Ya llegamos al lugar donde el Presidente quería estar. La marcha de ayer fue un éxito tanto por su capacidad de convocatoria y movilización —a partes iguales— cuanto por el mensaje inequívoco que emitió. A partir de hoy, ya no hay retorno ni habrá matices: el régimen se ha propuesto prevalecer a cualquier costo, despejando cualquier obstáculo que pretenda oponérsele. Los medios para vencer no serán los papeles sino los músculos: la lucha por la consolidación del poder ya no pasará por instituciones ni reglas, sino que será cuerpo a cuerpo.

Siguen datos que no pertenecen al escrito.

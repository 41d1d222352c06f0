//! Statistics over the retained window

use crate::sample::Sample;
use crate::status::{Status, Thresholds};

/// Summary of the samples currently retained
#[derive(Debug, Clone, Copy, PartialEq)]
pub struct WindowStats {
    pub count: usize,
    pub min: f32,
    pub max: f32,
    pub avg: f32,
}

impl WindowStats {
    /// Compute stats over a sequence of samples; `None` when it is empty
    pub fn from_samples<'a>(samples: impl IntoIterator<Item = &'a Sample>) -> Option<Self> {
        let mut count = 0usize;
        // f64 accumulator keeps long windows from drifting
        let mut sum = 0f64;
        let mut min = f32::MAX;
        let mut max = f32::MIN;

        for sample in samples {
            count += 1;
            sum += sample.value as f64;
            min = min.min(sample.value);
            max = max.max(sample.value);
        }

        if count == 0 {
            return None;
        }

        Some(Self {
            count,
            min,
            max,
            avg: (sum / count as f64) as f32,
        })
    }

    /// Status of the window average
    pub fn status(&self, thresholds: &Thresholds) -> Status {
        thresholds.classify(self.avg)
    }
}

Será así porque el sexenio se acaba y los resultados son magros, de modo que el gobierno necesita afirmarse en el terreno donde se desempeña mejor. Lo suyo no es la gestión pública sino la confrontación política; sus cualidades no están en las oficinas sino en las calles y sus principales argumentos no son las evaluaciones ni los indicadores sobre la situación del país, sino la descalificación personal de sus adversarios y el uso obsesivo de la propaganda negra sobre el pasado reciente de México y la difamación sobre cualquiera que se atreva a contradecirlo. El éxito del gobierno actual no puede medirse por lo que hace sino por lo que deshace.

Y es que la pasión que despierta entre la mayoría de sus partidarios está basada en el resentimiento, el odio y la exacerbación de las diferencias. Entre ellos no predominan los sentimientos de tolerancia, pluralidad, aceptación de la diversidad o la compasión sino el deseo de venganza y, acaso, de reivindicación. En este sentido, la transformación prometida ha sido más bien una destrucción: la gente no entiende bien a bien hacia dónde quiere llevarnos el Presidente —más allá de vaguedades retóricas— pero sí comprende con claridad que está devastando el régimen de partidos que gobernó en los primeros tres lustros del siglo y que está castigando a la clase política y a las élites que abusaron de su posición.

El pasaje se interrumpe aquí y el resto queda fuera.